A diploid assembly-based benchmark for variants in the major histocompatibility complex

Abstract

Most human genomes are characterized by aligning individual reads to the reference genome, but accurate long reads and linked reads now enable us to construct accurate, phased de novo assemblies. We focus on a medically important, highly variable, 5 million base-pair (bp) region where diploid assembly is particularly useful - the Major Histocompatibility Complex (MHC). Here, we develop a human genome benchmark derived from a diploid assembly for the openly-consented Genome in a Bottle sample HG002. We assemble a single contig for each haplotype, align them to the reference, call phased small and structural variants, and define a small variant benchmark for the MHC, covering 94% of the MHC and 22368 variants smaller than 50 bp, 49% more variants than a mapping-based benchmark. This benchmark reliably identifies errors in mapping-based callsets, and enables performance assessment in regions with much denser, complex variation than regions covered by previous benchmarks.

Fig. 1. Assembling a single contig for each haplotype.

a We regenotyped DeepVariant (DV) heterozygous SNVs with WhatsHap using Oxford Nanopore Technologies (ONT) and PacBio HiFi (CCS) reads to find a confident set of SNVs with concordant genotypes from DV/CCS, WhatsHap/ONT, and WhatsHap/CCS—our Confident HETs for phasing. We selected 10x Genomics (10X) variants with phased blocks from the 10X VCF. For phasing, we used WhatsHap to combine phased blocks from 10X with ONT reads to get a single phased block across the MHC. b We binned PacBio HiFi reads into two haplotypes, which are denoted as orange and blue reads, using WhatsHap. c We performed diploid assembly using the Peregrine Assembler with the haplotype-binned HiFi reads. d We generated the benchmark variant callset from the assembled haplotigs using dipcall, and defined benchmark regions excluding SVs, exceptionally divergent regions, low-quality regions in the assembly, and long homopolymers.

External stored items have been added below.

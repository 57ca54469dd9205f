use log::debug;
use rust_decimal::Decimal;
use serde::{Deserialize, Serialize};

use super::aggregate::Accumulators;
use super::structure::ShareClass;
use crate::types::Money;

// ---------------------------------------------------------------------------
// Tie-break policy
// ---------------------------------------------------------------------------

/// How preference classes sharing a seniority rank are paid.
#[derive(Debug, Clone, Copy, Default, PartialEq, Eq, Serialize, Deserialize)]
#[serde(rename_all = "snake_case")]
pub enum SeniorityTieBreak {
    /// Same-rank classes are paid one after another, in input order.
    #[default]
    Sequential,
    /// Same-rank classes form one tier and share a shortfall in proportion
    /// to their claims.
    ProRata,
}

impl SeniorityTieBreak {
    /// Group seniority-ordered classes into the tiers that are funded
    /// together.
    fn tiers<'a>(&self, ordered: &[&'a ShareClass]) -> Vec<Vec<&'a ShareClass>> {
        match self {
            SeniorityTieBreak::Sequential => ordered.iter().map(|c| vec![*c]).collect(),
            SeniorityTieBreak::ProRata => {
                let mut tiers: Vec<Vec<&ShareClass>> = Vec::new();
                for class in ordered {
                    match tiers.last_mut() {
                        Some(tier) if tier[0].seniority() == class.seniority() => tier.push(*class),
                        _ => tiers.push(vec![*class]),
                    }
                }
                tiers
            }
        }
    }
}

// ---------------------------------------------------------------------------
// Output types
// ---------------------------------------------------------------------------

/// Preference claimed and paid for one share class.
#[derive(Debug, Clone, PartialEq, Serialize, Deserialize)]
pub struct ClassPreference {
    pub share_class_id: String,
    /// Full preference owed to the class (minor units, unrounded)
    pub claim: Money,
    /// Amount actually paid out of the pool
    pub paid: Money,
}

impl ClassPreference {
    pub fn is_fully_funded(&self) -> bool {
        self.paid >= self.claim
    }
}

#[derive(Debug, Clone)]
pub struct PreferenceOutcome {
    pub accumulators: Accumulators,
    /// Pool left for the residual stage
    pub remaining_pool: Money,
    /// One entry per preference class, in payment order
    pub classes: Vec<ClassPreference>,
}

// ---------------------------------------------------------------------------
// Calculation
// ---------------------------------------------------------------------------

/// Pay liquidation preferences out of `pool`, most senior class first.
///
/// Only classes with a positive preference multiple take part. Classes are
/// stably sorted by seniority rank (unranked last); `tie_break` decides how
/// classes of equal rank share a shortfall. Within a class, the amount paid
/// is split across holdings in proportion to their claim. Never fails: an
/// exhausted pool simply leaves later classes unpaid.
pub fn pay_preferences(
    mut accumulators: Accumulators,
    share_classes: &[ShareClass],
    minor_unit_scale: Decimal,
    pool: Money,
    tie_break: SeniorityTieBreak,
) -> PreferenceOutcome {
    let mut ordered: Vec<&ShareClass> = share_classes.iter().filter(|c| c.has_preference()).collect();
    ordered.sort_by_key(|c| c.seniority());

    let mut remaining = pool;
    let mut classes: Vec<ClassPreference> = Vec::with_capacity(ordered.len());

    for tier in tie_break.tiers(&ordered) {
        let claims: Vec<Money> = tier
            .iter()
            .map(|class| class_claim(&accumulators, class, minor_unit_scale))
            .collect();
        let tier_claim: Money = claims.iter().copied().sum();

        let amount_to_pay = if remaining > Decimal::ZERO {
            tier_claim.min(remaining)
        } else {
            Decimal::ZERO
        };
        let ratio = if tier_claim > Decimal::ZERO {
            amount_to_pay / tier_claim
        } else {
            Decimal::ZERO
        };

        for (class, claim) in tier.iter().zip(claims) {
            let per_share = class.preference_per_share(minor_unit_scale);
            if ratio > Decimal::ZERO {
                for (_, acc) in accumulators
                    .iter_mut()
                    .filter(|(k, _)| k.share_class_id == class.id)
                {
                    acc.preference_amount += per_share * Decimal::from(acc.share_count) * ratio;
                }
            }
            debug!(
                "preference class '{}' (rank {}): claim {}, paid {}",
                class.id,
                class.seniority(),
                claim,
                claim * ratio
            );
            classes.push(ClassPreference {
                share_class_id: class.id.clone(),
                claim,
                paid: claim * ratio,
            });
        }

        remaining -= amount_to_pay;
    }

    PreferenceOutcome {
        accumulators,
        remaining_pool: remaining,
        classes,
    }
}

/// Total preference owed to every holding of a class.
fn class_claim(accumulators: &Accumulators, class: &ShareClass, minor_unit_scale: Decimal) -> Money {
    let per_share = class.preference_per_share(minor_unit_scale);
    accumulators
        .iter()
        .filter(|(k, _)| k.share_class_id == class.id)
        .map(|(_, acc)| per_share * Decimal::from(acc.share_count))
        .sum()
}

// ---------------------------------------------------------------------------
// Tests
// ---------------------------------------------------------------------------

Fig. 2. Alignments of the two main haplotigs to the primary GRCh37 MHC region.

We compute the local divergence (est. difference) of the HG002 MHC haplotigs to the MHC of GRCh37 by performing local alignment. The differences between the assembled contigs to the references are computed using sequence blocks anchored with minimers and aligned locally using an O(ND) alignment algorithm.

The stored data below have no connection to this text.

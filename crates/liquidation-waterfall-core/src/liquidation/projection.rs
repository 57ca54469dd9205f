use rust_decimal::{Decimal, RoundingStrategy};
use serde::{Deserialize, Serialize};
use std::collections::HashMap;

use super::aggregate::{Accumulators, HoldingKey};
use super::structure::{EquityStructure, Investor, ShareClass};
use crate::error::CalculationError;
use crate::types::{Money, Shares};
use crate::CalculationResult;

// ---------------------------------------------------------------------------
// Output types
// ---------------------------------------------------------------------------

/// Proceeds paid to one investor for one share class. All amounts are whole
/// minor currency units.
#[derive(Debug, Clone, PartialEq, Serialize, Deserialize)]
pub struct Payout {
    pub investor_id: String,
    pub share_class_id: String,
    pub investor_name: String,
    pub share_class_name: String,
    pub share_count: Shares,
    pub preference_amount: Money,
    pub participation_amount: Money,
    pub common_amount: Money,
    pub total_amount: Money,
}

/// Result of a waterfall calculation.
#[derive(Debug, Clone, PartialEq, Serialize, Deserialize)]
pub struct WaterfallResult {
    /// Nonzero payouts, largest first
    pub payouts: Vec<Payout>,
    pub total_distributed: Money,
}

#[derive(Debug, Clone)]
pub struct Projection {
    pub result: WaterfallResult,
    /// Signed minor units moved by rounding reconciliation
    pub rounding_adjustment: Money,
}

/// Round to whole minor units, half away from zero.
pub fn round_minor_units(amount: Money) -> Money {
    amount.round_dp_with_strategy(0, RoundingStrategy::MidpointAwayFromZero)
}

// ---------------------------------------------------------------------------
// Projection
// ---------------------------------------------------------------------------

/// Turn accumulators into rounded payout rows.
///
/// Each sub-amount is rounded half-up, then single minor units are moved
/// (largest remainder first) until the rows sum to the exact distributed
/// total rounded half-up. Zero rows are dropped and the rest sorted by total,
/// descending; ties keep accumulator order.
pub fn project_payouts(
    accumulators: &Accumulators,
    structure: &EquityStructure,
) -> CalculationResult<Projection> {
    let investors: HashMap<&str, &Investor> = structure
        .investors
        .iter()
        .map(|i| (i.id.as_str(), i))
        .collect();
    let classes: HashMap<&str, &ShareClass> = structure
        .share_classes
        .iter()
        .map(|c| (c.id.as_str(), c))
        .collect();

    let exact: Vec<[Money; 3]> = accumulators
        .iter()
        .map(|(_, a)| [a.preference_amount, a.participation_amount, a.common_amount])
        .collect();
    let mut rounded: Vec<[Money; 3]> = exact.iter().map(|c| c.map(round_minor_units)).collect();
    let target = round_minor_units(exact.iter().flatten().copied().sum());
    let rounding_adjustment = reconcile_rounding(&exact, &mut rounded, target);

    let mut payouts: Vec<Payout> = Vec::with_capacity(accumulators.len());
    for ((key, acc), amounts) in accumulators.iter().zip(rounded) {
        let [preference_amount, participation_amount, common_amount] = amounts;
        let total_amount = preference_amount + participation_amount + common_amount;
        if total_amount.is_zero() {
            continue;
        }

        let investor = investors
            .get(key.investor_id.as_str())
            .ok_or_else(|| missing_reference(key, "investor", &key.investor_id))?;
        let class = classes
            .get(key.share_class_id.as_str())
            .ok_or_else(|| missing_reference(key, "share class", &key.share_class_id))?;

        payouts.push(Payout {
            investor_id: key.investor_id.clone(),
            share_class_id: key.share_class_id.clone(),
            investor_name: investor.name.clone(),
            share_class_name: class.name.clone(),
            share_count: acc.share_count,
            preference_amount,
            participation_amount,
            common_amount,
            total_amount,
        });
    }

    payouts.sort_by(|a, b| b.total_amount.cmp(&a.total_amount));
    let total_distributed: Money = payouts.iter().map(|p| p.total_amount).sum();

    Ok(Projection {
        result: WaterfallResult {
            payouts,
            total_distributed,
        },
        rounding_adjustment,
    })
}

fn missing_reference(key: &HoldingKey, kind: &str, id: &str) -> CalculationError {
    CalculationError::ReferenceIntegrity {
        holding: format!("({}, {})", key.investor_id, key.share_class_id),
        missing: format!("{kind} '{id}'"),
    }
}

/// Nudge rounded cells by one minor unit each until they sum to `target`.
/// Returns the signed number of units moved.
fn reconcile_rounding(exact: &[[Money; 3]], rounded: &mut [[Money; 3]], target: Money) -> Money {
    let current: Money = rounded.iter().flatten().copied().sum();
    let diff = target - current;
    if diff.is_zero() {
        return Decimal::ZERO;
    }

    let step = if diff > Decimal::ZERO {
        Decimal::ONE
    } else {
        Decimal::NEGATIVE_ONE
    };

    // Only cells that were rounded against the direction of the shortfall
    // are candidates; the furthest from their exact value move first.
    let mut cells: Vec<(usize, usize, Money)> = exact
        .iter()
        .zip(rounded.iter())
        .enumerate()
        .flat_map(|(row, (e, r))| (0..3).map(move |col| (row, col, (e[col] - r[col]) * step)))
        .filter(|(_, _, remainder)| *remainder > Decimal::ZERO)
        .collect();
    cells.sort_by(|a, b| b.2.cmp(&a.2));

    let mut left = diff.abs();
    for (row, col, _) in cells {
        if left.is_zero() {
            break;
        }
        rounded[row][col] += step;
        left -= Decimal::ONE;
    }

    diff - left * step
}

// ---------------------------------------------------------------------------
// Tests
// ---------------------------------------------------------------------------

#[cfg(test)]
mod tests {
    use super::*;
    use crate::liquidation::aggregate::aggregate_holdings;
    use crate::liquidation::structure::ShareHolding;
    use rust_decimal_macros::dec;

    fn structure(investors: &[&str]) -> EquityStructure {
        EquityStructure {
            investors: investors
                .iter()
                .map(|id| Investor {
                    id: (*id).into(),
                    name: format!("Investor {}", id.to_uppercase()),
                    email: None,
                })
                .collect(),
            share_classes: vec![ShareClass {
                id: "common".into(),
                name: "Common".into(),
                original_issue_price: dec!(0.01),
                liquidation_preference_multiple: Decimal::ZERO,
                preferred: false,
                participating: false,
                participation_cap_multiple: None,
                seniority_rank: None,
            }],
            holdings: investors
                .iter()
                .map(|id| ShareHolding {
                    investor_id: (*id).into(),
                    share_class_id: "common".into(),
                    number_of_shares: 1,
                })
                .collect(),
            currency: Default::default(),
        }
    }

    fn with_common(structure: &EquityStructure, amounts: &[Money]) -> Accumulators {
        let mut acc = aggregate_holdings(&structure.holdings);
        for ((_, a), amount) in acc.iter_mut().zip(amounts) {
            a.common_amount = *amount;
        }
        acc
    }

    #[test]
    fn test_round_half_up() {
        assert_eq!(round_minor_units(dec!(10.5)), dec!(11));
        assert_eq!(round_minor_units(dec!(10.49)), dec!(10));
        assert_eq!(round_minor_units(dec!(2.5)), dec!(3));
    }

    #[test]
    fn test_rows_sorted_and_zero_rows_dropped() {
        let s = structure(&["a", "b", "c"]);
        let acc = with_common(&s, &[dec!(10), dec!(0), dec!(30)]);
        let projection = project_payouts(&acc, &s).unwrap();
        let ids: Vec<&str> = projection
            .result
            .payouts
            .iter()
            .map(|p| p.investor_id.as_str())
            .collect();
        assert_eq!(ids, vec!["c", "a"]);
        assert_eq!(projection.result.total_distributed, dec!(40));
        assert_eq!(projection.result.payouts[0].investor_name, "Investor C");
        assert_eq!(projection.result.payouts[0].share_class_name, "Common");
    }

    #[test]
    fn test_ties_keep_accumulator_order() {
        let s = structure(&["b", "a", "c"]);
        let acc = with_common(&s, &[dec!(5), dec!(5), dec!(9)]);
        let projection = project_payouts(&acc, &s).unwrap();
        let ids: Vec<&str> = projection
            .result
            .payouts
            .iter()
            .map(|p| p.investor_id.as_str())
            .collect();
        assert_eq!(ids, vec!["c", "b", "a"]);
    }

    #[test]
    fn test_rounding_down_is_reconciled() {
        // 100 split three ways: 33.33.. each rounds to 33, one unit restored
        let s = structure(&["a", "b", "c"]);
        let third = dec!(100) / dec!(3);
        let acc = with_common(&s, &[third, third, third]);
        let projection = project_payouts(&acc, &s).unwrap();

        assert_eq!(projection.result.total_distributed, dec!(100));
        assert_eq!(projection.rounding_adjustment, dec!(1));
        let amounts: Vec<Money> = projection.result.payouts.iter().map(|p| p.total_amount).collect();
        assert_eq!(amounts, vec![dec!(34), dec!(33), dec!(33)]);
    }

    #[test]
    fn test_rounding_up_is_reconciled() {
        // 1 split two ways: both halves round up to 1, one is taken back
        let s = structure(&["a", "b"]);
        let acc = with_common(&s, &[dec!(0.5), dec!(0.5)]);
        let projection = project_payouts(&acc, &s).unwrap();

        assert_eq!(projection.result.total_distributed, dec!(1));
        assert_eq!(projection.rounding_adjustment, dec!(-1));
        assert_eq!(projection.result.payouts.len(), 1);
    }

    #[test]
    fn test_missing_investor_name_is_reference_error() {
        let mut s = structure(&["a"]);
        let acc = with_common(&s, &[dec!(10)]);
        s.investors.clear();
        assert!(matches!(
            project_payouts(&acc, &s),
            Err(CalculationError::ReferenceIntegrity { .. })
        ));
    }
}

Fig. 3. Evaluation of benchmark’s ability to reliably identify FNs and FPs across technologies.

a Proportion of 10 randomly selected FPs and 10 randomly selected FNs from 11 callsets from Illumina (Ill), 10x Genomics (10x), PacBio HiFi (PB), and Oxford Nanopore (ONT) that were determined to be fully correct in the benchmark and incorrect or only partially correct in the query callset. b Breakdown of variants potentially incorrect in the benchmark or correct in the query, where curation of the benchmark determined it to be incorrect (no), correct (yes), or unclear (unsure).

Fig. 4. Example of partially called complex variant counted as both false positives and false negatives.

The CCS-DeepVariant VCF from PacBio HiFi reads incorrectly filters the 2-bp deletion and 9 of the 13 SNVs in the region (filtered variants are light gray boxes). The benchmark correctly calls this complex variant, and represents it as a 26-bp insertion of a TG tandem repeat followed by a 29-bp deletion of adjacent tandem repeats. When comparing this VCF to our MHC benchmark, the benchmark insertion and deletion variants are counted as false negatives, while the 5 SNVs called are counter-intuitively counted as false positives because the other variants are incorrectly filtered. If the CCS-DeepVariant VCF had not filtered all of the other variants, all variants would be counted as true positives.